/---

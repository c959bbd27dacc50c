//! HTTP surface: presentation CRUD endpoints, the reaction counter endpoint,
//! health checks, and the WebSocket connection server.

pub mod error;
pub mod health;
pub mod presentation;
pub mod websocket;

use axum::{
    routing::{get, post},
    Router,
};
use std::sync::Arc;
use tower_http::{cors::CorsLayer, trace::TraceLayer};

use livereact_core::{
    config::WebSocketConfig, CounterStore, ReactionHub, ReactionRouter,
};

pub use error::{AppError, AppResult};

/// Shared application state for all HTTP handlers
#[derive(Clone)]
pub struct AppState {
    pub hub: Arc<ReactionHub>,
    pub store: Arc<dyn CounterStore>,
    pub router: ReactionRouter,
    pub websocket: WebSocketConfig,
}

impl AppState {
    #[must_use]
    pub fn new(
        hub: Arc<ReactionHub>,
        store: Arc<dyn CounterStore>,
        websocket: WebSocketConfig,
    ) -> Self {
        let router = ReactionRouter::new(hub.clone(), store.clone());
        Self {
            hub,
            store,
            router,
            websocket,
        }
    }
}

/// Create the HTTP router with all routes
pub fn create_router(state: AppState) -> Router {
    Router::new()
        .merge(health::create_health_router())
        // Presentation record routes
        .route("/api/presentations", post(presentation::create_presentation))
        .route(
            "/api/presentations/{presentation_id}",
            get(presentation::get_presentation),
        )
        .route(
            "/api/presentations/{presentation_id}/reactions",
            post(presentation::add_reaction),
        )
        // Live reaction channel
        .route(
            "/ws/presentations/{presentation_id}",
            get(websocket::websocket_handler),
        )
        .layer(TraceLayer::new_for_http())
        .layer(CorsLayer::permissive())
        .with_state(state)
}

\---

> [EXERCISE GOAL]
Using the records above, select and copy every line that has the word "presentations".

> [OUTPUT]
        .route("/api/presentations", post(presentation::create_presentation))
            "/api/presentations/{presentation_id}",
            "/api/presentations/{presentation_id}/reactions",
            "/ws/presentations/{presentation_id}",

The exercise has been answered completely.